Commente-t-elle en rigolant montrant qu'elle le taquinait bien évidemment. Elle n'avait jamais aimé prendre des décisions. Elle était un bien meilleur soldat qu'elle n'était un commandant. Elle regarda le bol au sol avant de se baisser et d'attraper les morceaux avec sa main artificielle. Le seul avantage d'avoir une prothèse qui remontait jusqu'à la moitié de votre avant-bras. Elle mit les éclats à la poubelle avant de balayer pour ne pas que Max se coupe. Astrid n'avait plus envie de partir, d'aller courir. Alors, elle mit la cafetière en route et s'installa à nouveau sur sa chaise.
« Tu sais que j'ai besoin de toi hein ? » Elle posa sa tête dans sa main, la penchant sur le côté : « J'aurais toujours besoin de toi, je crois et si ces mois l'un sans l'autre m'ont fait réaliser beaucoup de choses... Ils m'ont paru vides. Le tatouage est plus une passion, je m'en sers pour arrondir mes fins de mois, mais... Mon vrai métier s'était d'être ton Lieutenant. D'être sous tes ordres. Au moins, je pouvais être en ta compagnie. Tu étais une des raisons qui me faisait aimer mon travail. »
C'était la vérité malheureusement. Astrid aurait aimé pouvoir affirmer en un sens que non, elle n'avait pas besoin de lui, qu'elle n'avait besoin de personne. Mais cela serait mentir et elle détestait cela. D'autant plus qu'elle n'avait jamais utilisé le mensonge contre Colin.
« Tu ne me dois rien, Colin, tu le sais aussi bien que moi. Tu n'as pas à te justifier non plus. Et tu as raison : ce n'est pas ce que je veux entendre. Je ne serais pas devant toi, je n'aurais pas pu survivre à tout cela sans tes enseignements. Sans ta volonté de faire de moi une personne bien plus forte que je ne l'étais en arrivant au régiment. »

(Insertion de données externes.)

use chrono::{DateTime, Utc};
use sqlx::{PgExecutor, Postgres, QueryBuilder, Result as SqlxResult};
use uuid::Uuid;

use crate::models::MarketRow;

const MARKET_COLUMNS: &str = "id, question, probability, volume, liquidity, resolution, oracle_id, created_by, created_at, updated_at";

#[derive(Debug, Clone, Copy, PartialEq, Eq)]
pub enum MarketState {
    Open,
    Closed,
}

#[derive(Debug, Clone, Default)]
pub struct MarketFilter {
    pub state: Option<MarketState>,
    pub search: Option<String>,
    pub oracle_id: Option<Uuid>,
    pub min_liquidity: Option<i64>,
}

impl MarketFilter {
    /// In-process evaluation of the same predicate `list` pushes into SQL.
    pub fn matches(&self, market: &MarketRow, now: DateTime<Utc>) -> bool {
        if let Some(state) = self.state {
            let open = market.is_open_at(now);
            if (state == MarketState::Open) != open {
                return false;
            }
        }
        if let Some(search) = &self.search {
            if !market
                .question
                .to_lowercase()
                .contains(&search.to_lowercase())
            {
                return false;
            }
        }
        if let Some(oracle_id) = self.oracle_id {
            if market.oracle_id != oracle_id {
                return false;
            }
        }
        if let Some(min_liquidity) = self.min_liquidity {
            if market.liquidity < min_liquidity {
                return false;
            }
        }
        true
    }
}

#[derive(Debug, Clone)]
pub struct CreateMarket {
    pub question: String,
    pub probability: f64,
    pub liquidity: i64,
    pub resolution: Option<DateTime<Utc>>,
    pub oracle_id: Uuid,
    pub created_by: Option<Uuid>,
}

/// List markets matching `filter`, most traded first.
pub async fn list<'e>(
    executor: impl PgExecutor<'e>,
    filter: &MarketFilter,
    now: DateTime<Utc>,
    limit: i64,
) -> SqlxResult<Vec<MarketRow>> {
    let mut query: QueryBuilder<Postgres> =
        QueryBuilder::new(format!("SELECT {MARKET_COLUMNS} FROM markets WHERE 1=1"));

    match filter.state {
        Some(MarketState::Open) => {
            query.push(" AND (resolution IS NULL OR resolution > ");
            query.push_bind(now);
            query.push(")");
        }
        Some(MarketState::Closed) => {
            query.push(" AND resolution <= ");
            query.push_bind(now);
        }
        None => {}
    }

    // Literal substring match, no LIKE wildcards
    if let Some(search) = &filter.search {
        query.push(" AND strpos(LOWER(question), ");
        query.push_bind(search.to_lowercase());
        query.push(") > 0");
    }

    if let Some(oracle_id) = filter.oracle_id {
        query.push(" AND oracle_id = ");
        query.push_bind(oracle_id);
    }

    if let Some(min_liquidity) = filter.min_liquidity {
        query.push(" AND liquidity >= ");
        query.push_bind(min_liquidity);
    }

    query.push(" ORDER BY volume DESC, created_at DESC LIMIT ");
    query.push_bind(limit);

    query.build_query_as::<MarketRow>().fetch_all(executor).await
}

pub async fn get_by_id<'e>(
    executor: impl PgExecutor<'e>,
    id: Uuid,
) -> SqlxResult<Option<MarketRow>> {
    sqlx::query_as::<_, MarketRow>(&format!(
        "SELECT {MARKET_COLUMNS} FROM markets WHERE id = $1"
    ))
    .bind(id)
    .fetch_optional(executor)
    .await
}

/// Same as `get_by_id` but takes a row lock; only meaningful inside a transaction.
pub async fn get_by_id_for_update<'e>(
    executor: impl PgExecutor<'e>,
    id: Uuid,
) -> SqlxResult<Option<MarketRow>> {
    sqlx::query_as::<_, MarketRow>(&format!(
        "SELECT {MARKET_COLUMNS} FROM markets WHERE id = $1 FOR UPDATE"
    ))
    .bind(id)
    .fetch_optional(executor)
    .await
}

pub async fn create<'e>(
    executor: impl PgExecutor<'e>,
    data: CreateMarket,
) -> SqlxResult<MarketRow> {
    sqlx::query_as::<_, MarketRow>(&format!(
        r#"
        INSERT INTO markets (question, probability, liquidity, resolution, oracle_id, created_by)
        VALUES ($1, $2, $3, $4, $5, $6)
        RETURNING {MARKET_COLUMNS}
        "#
    ))
    .bind(&data.question)
    .bind(data.probability)
    .bind(data.liquidity)
    .bind(data.resolution)
    .bind(data.oracle_id)
    .bind(data.created_by)
    .fetch_one(executor)
    .await
}

pub async fn add_volume<'e>(
    executor: impl PgExecutor<'e>,
    id: Uuid,
    amount: i64,
) -> SqlxResult<MarketRow> {
    sqlx::query_as::<_, MarketRow>(&format!(
        r#"
        UPDATE markets
        SET volume = volume + $2, updated_at = NOW()
        WHERE id = $1
        RETURNING {MARKET_COLUMNS}
        "#
    ))
    .bind(id)
    .bind(amount)
    .fetch_one(executor)
    .await
}

pub async fn add_liquidity<'e>(
    executor: impl PgExecutor<'e>,
    id: Uuid,
    amount: i64,
) -> SqlxResult<MarketRow> {
    sqlx::query_as::<_, MarketRow>(&format!(
        r#"
        UPDATE markets
        SET liquidity = liquidity + $2, updated_at = NOW()
        WHERE id = $1
        RETURNING {MARKET_COLUMNS}
        "#
    ))
    .bind(id)
    .bind(amount)
    .fetch_one(executor)
    .await
}
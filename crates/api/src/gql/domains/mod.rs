pub mod bets;
pub mod leaderboard;
pub mod liquidity;
pub mod markets;
pub mod users;
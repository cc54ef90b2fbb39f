#![allow(dead_code)]

use std::env;
use std::sync::atomic::{AtomicUsize, Ordering};
use std::sync::Arc;

use api::auth::{AuthConfig, AuthUser, Role};
use api::config::{BetRateLimitConfig, ServerConfig};
use api::datasource::{
    BetReceipt, DataResult, InMemoryMarketApi, LiquidityReceipt, MarketApi, NewMarket,
    PgMarketApi, PlaceBet, MANUAL_ORACLE_ID,
};
use api::gql::{build_schema, MarketSchema};
use api::AppState;
use async_graphql::{Request, Variables};
use async_trait::async_trait;
use chrono::{DateTime, Duration, Utc};
use infra::models::{BetRow, LeaderboardRow, MarketRow, OracleRow, TradeRow, UserRow};
use infra::pagination::Keyset;
use infra::repos::{LeaderboardPeriod, MarketFilter};
use serde_json::Value as Json;
use sqlx::PgPool;
use uuid::Uuid;

pub const JWT_SECRET: &str = "test-secret-with-enough-entropy";

pub struct TestApp {
    pub state: AppState,
    pub schema: MarketSchema,
    pub store: Arc<InMemoryMarketApi>,
}

pub fn test_config() -> ServerConfig {
    ServerConfig::in_memory(AuthConfig {
        jwt_secret: JWT_SECRET.to_string(),
        access_token_expiration_minutes: 60,
    })
}

/// In-memory app with a generous bet rate limit.
pub fn setup_test_app() -> TestApp {
    let mut config = test_config();
    generous_bet_limit(&mut config);
    setup_with_config(config)
}

pub fn setup_with_config(config: ServerConfig) -> TestApp {
    let store = Arc::new(InMemoryMarketApi::new());
    let state = AppState::new(store.clone(), config);
    let schema = build_schema(state.clone());
    TestApp {
        state,
        schema,
        store,
    }
}

fn generous_bet_limit(config: &mut ServerConfig) {
    config.bet_rate_limit = BetRateLimitConfig {
        per_minute: 600,
        burst: 100,
    };
}

/// Direct write access to whichever store backs a [`BackendApp`].
pub enum Store {
    Memory(Arc<InMemoryMarketApi>),
    Postgres(PgPool),
}

impl Store {
    pub async fn insert_market(&self, row: &MarketRow) {
        match self {
            Store::Memory(store) => store.insert_market(row.clone()),
            Store::Postgres(pool) => {
                sqlx::query(
                    r#"
                    INSERT INTO markets (id, question, probability, volume, liquidity, resolution,
                                         oracle_id, created_by, created_at, updated_at)
                    VALUES ($1, $2, $3, $4, $5, $6, $7, $8, $9, $10)
                    "#,
                )
                .bind(row.id)
                .bind(&row.question)
                .bind(row.probability)
                .bind(row.volume)
                .bind(row.liquidity)
                .bind(row.resolution)
                .bind(row.oracle_id)
                .bind(row.created_by)
                .bind(row.created_at)
                .bind(row.updated_at)
                .execute(pool)
                .await
                .expect("Failed to seed market");
            }
        }
    }

    /// Drop a market and, through the cascades, its bets, trades and
    /// liquidity events. Keeps the shared test database from accumulating
    /// leaderboard volume across runs.
    pub async fn remove_market(&self, id: Uuid) {
        if let Store::Postgres(pool) = self {
            sqlx::query("DELETE FROM markets WHERE id = $1")
                .bind(id)
                .execute(pool)
                .await
                .expect("Failed to remove market");
        }
    }
}

/// A fully wired schema over one concrete data source.
pub struct BackendApp {
    pub name: &'static str,
    pub state: AppState,
    pub schema: MarketSchema,
    pub store: Store,
}

impl BackendApp {
    pub async fn seed_market(&self, question: &str, probability: f64) -> MarketRow {
        let row = market_row(question, probability, 1_000, Some(Utc::now() + Duration::days(7)));
        self.store.insert_market(&row).await;
        row
    }

    pub async fn seed(&self, row: MarketRow) -> MarketRow {
        self.store.insert_market(&row).await;
        row
    }
}

pub fn memory_backend() -> BackendApp {
    let mut config = test_config();
    generous_bet_limit(&mut config);

    let store = Arc::new(InMemoryMarketApi::new());
    let state = AppState::new(store.clone(), config);
    BackendApp {
        name: "memory",
        schema: build_schema(state.clone()),
        state,
        store: Store::Memory(store),
    }
}

/// Postgres-backed app against `TEST_DATABASE_URL`, migrated on connect.
/// `None` when the variable is unset so the suite still runs without a database.
pub async fn postgres_backend() -> Option<BackendApp> {
    let database_url = env::var("TEST_DATABASE_URL").ok()?;

    let pool = infra::db::connect(&database_url, 5)
        .await
        .expect("Failed to connect to test database");
    sqlx::migrate!("../../migrations")
        .run(&pool)
        .await
        .expect("Failed to migrate test database");

    let mut config = test_config();
    generous_bet_limit(&mut config);

    let state = AppState::new(Arc::new(PgMarketApi::new(pool.clone())), config);
    Some(BackendApp {
        name: "postgres",
        schema: build_schema(state.clone()),
        state,
        store: Store::Postgres(pool),
    })
}

/// The in-memory backend, plus Postgres when a test database is configured.
pub async fn backends() -> Vec<BackendApp> {
    let mut apps = vec![memory_backend()];
    match postgres_backend().await {
        Some(app) => apps.push(app),
        None => eprintln!("TEST_DATABASE_URL not set, skipping the postgres backend"),
    }
    apps
}

/// Helper function to execute GraphQL queries and mutations
pub async fn execute_graphql(
    schema: &MarketSchema,
    query: &str,
    variables: Option<Variables>,
    caller: Option<AuthUser>,
) -> async_graphql::Response {
    let mut request = Request::new(query);

    if let Some(vars) = variables {
        request = request.variables(vars);
    }

    if let Some(user) = caller {
        request = request.data(user);
    }

    schema.execute(request).await
}

pub fn trader_user(address: &str) -> AuthUser {
    AuthUser {
        id: Uuid::new_v4(),
        address: address.to_string(),
        role: Role::Trader,
    }
}

pub fn admin_user() -> AuthUser {
    AuthUser {
        id: Uuid::new_v4(),
        address: format!("0xadmin{}", Uuid::new_v4().simple()),
        role: Role::Admin,
    }
}

/// Insert an open market directly into the store.
pub fn seed_market(store: &InMemoryMarketApi, question: &str, probability: f64) -> MarketRow {
    seed_market_with(store, question, probability, 1_000, Some(Utc::now() + Duration::days(7)))
}

pub fn seed_market_with(
    store: &InMemoryMarketApi,
    question: &str,
    probability: f64,
    liquidity: i64,
    resolution: Option<DateTime<Utc>>,
) -> MarketRow {
    let row = market_row(question, probability, liquidity, resolution);
    store.insert_market(row.clone());
    row
}

/// An open-by-default market on the manual oracle with no volume yet.
pub fn market_row(
    question: &str,
    probability: f64,
    liquidity: i64,
    resolution: Option<DateTime<Utc>>,
) -> MarketRow {
    let now = Utc::now();
    MarketRow {
        id: Uuid::new_v4(),
        question: question.to_string(),
        probability,
        volume: 0,
        liquidity,
        resolution,
        oracle_id: MANUAL_ORACLE_ID,
        created_by: None,
        created_at: now,
        updated_at: now,
    }
}

pub async fn place_bet(
    schema: &MarketSchema,
    user: &AuthUser,
    market_id: Uuid,
    outcome: &str,
    amount: &str,
) -> async_graphql::Response {
    let query = r#"
        mutation PlaceBet($input: BetInput!) {
            placeBet(input: $input) {
                bet { id outcome amount price }
                market { id volume probability }
            }
        }
    "#;
    let variables = Variables::from_json(serde_json::json!({
        "input": { "marketId": market_id.to_string(), "outcome": outcome, "amount": amount }
    }));

    execute_graphql(schema, query, Some(variables), Some(user.clone())).await
}

pub fn data(response: async_graphql::Response) -> Json {
    assert!(
        response.errors.is_empty(),
        "unexpected errors: {:?}",
        response.errors
    );
    response.data.into_json().expect("response data is JSON")
}

/// `extensions.code` of the first error, if any.
pub fn error_code(response: &async_graphql::Response) -> Option<String> {
    let json = serde_json::to_value(response).ok()?;
    json["errors"][0]["extensions"]["code"]
        .as_str()
        .map(str::to_string)
}

/// Wraps the in-memory store and counts how often bets reach it.
pub struct CountingMarketApi {
    inner: Arc<InMemoryMarketApi>,
    place_bet_calls: AtomicUsize,
}

impl CountingMarketApi {
    pub fn new(inner: Arc<InMemoryMarketApi>) -> Self {
        Self {
            inner,
            place_bet_calls: AtomicUsize::new(0),
        }
    }

    pub fn place_bet_calls(&self) -> usize {
        self.place_bet_calls.load(Ordering::SeqCst)
    }
}

#[async_trait]
impl MarketApi for CountingMarketApi {
    async fn health(&self) -> DataResult<()> {
        self.inner.health().await
    }

    async fn get_market(&self, id: Uuid) -> DataResult<Option<MarketRow>> {
        self.inner.get_market(id).await
    }

    async fn list_markets(&self, filter: &MarketFilter, limit: i64) -> DataResult<Vec<MarketRow>> {
        self.inner.list_markets(filter, limit).await
    }

    async fn create_market(&self, input: NewMarket, creator: &AuthUser) -> DataResult<MarketRow> {
        self.inner.create_market(input, creator).await
    }

    async fn place_bet(&self, input: PlaceBet, user: &AuthUser) -> DataResult<BetReceipt> {
        self.place_bet_calls.fetch_add(1, Ordering::SeqCst);
        self.inner.place_bet(input, user).await
    }

    async fn add_liquidity(
        &self,
        market_id: Uuid,
        amount: i64,
        provider: &AuthUser,
    ) -> DataResult<LiquidityReceipt> {
        self.inner.add_liquidity(market_id, amount, provider).await
    }

    async fn bets_for_market(&self, market_id: Uuid) -> DataResult<Vec<BetRow>> {
        self.inner.bets_for_market(market_id).await
    }

    async fn trades_for_market(
        &self,
        market_id: Uuid,
        after: Option<Keyset>,
        limit: i64,
    ) -> DataResult<Vec<TradeRow>> {
        self.inner.trades_for_market(market_id, after, limit).await
    }

    async fn list_oracles(&self) -> DataResult<Vec<OracleRow>> {
        self.inner.list_oracles().await
    }

    async fn oracles_by_ids(&self, ids: &[Uuid]) -> DataResult<Vec<OracleRow>> {
        self.inner.oracles_by_ids(ids).await
    }

    async fn users_by_ids(&self, ids: &[Uuid]) -> DataResult<Vec<UserRow>> {
        self.inner.users_by_ids(ids).await
    }

    async fn user_by_address(&self, address: &str) -> DataResult<Option<UserRow>> {
        self.inner.user_by_address(address).await
    }

    async fn leaderboard(
        &self,
        period: LeaderboardPeriod,
        limit: i64,
    ) -> DataResult<Vec<LeaderboardRow>> {
        self.inner.leaderboard(period, limit).await
    }
}
pub mod resolvers;
pub mod types;

pub use resolvers::LeaderboardQuery;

Elle hausse les épaules. Elle méritait le meilleur n'est-ce pas ? Astrid l'avait sous les yeux. Et cela s'était confirmé par les baisers qu'il lui avait donnés. Le tatoueur se leva et chercha dans le meuble de l'entrée, dans ses calepins de desseins. Elle en sortit un et retourna auprès de Colin tout en faisant défiler les pages. Elle trouva enfin le dessein et se mit à sourire un peu plus :
« Je crois que... Enfin... C'est le carnet que je tenais quand on était en OPEX. » Elle le mit devant lui pour le laisser regarder son dessin. « J'ai dessiné ça à ton insu, j'en suis désolée. » Astrid s'éloigna pour préparer son mug : « Tu dormais et la lumière était parfaite. » En effet, c'était lui qu'elle avait dessiné et dessinait le plus souvent. Le pire c'est que ce n'était jamais intentionnel. Elle dessinait toujours ce don, elle avait envie. Tout cela pour avouer : « Au risque de paraître cheesy et niais, je crois que tu es aussi ce que je veux voir quand je ferme les yeux le soir et que je les ouvre le matin. » Le lieutenant resta de dos pour cacher le rouge de ses joues et son malaise. « What else j'ai envie de dire, cela a été notre quotidien pendant de longs mois n'est-ce pas ? » Elle prit enfin le courage de se retourner pour le regarder. Gardant toujours son sourire, elle s'approcha de lui et conclus : « Je... Je suis heureuse d'avoir eut cette discussion avec toi. » Puis elle l'embrassa. Purement par envie et pour se conforter.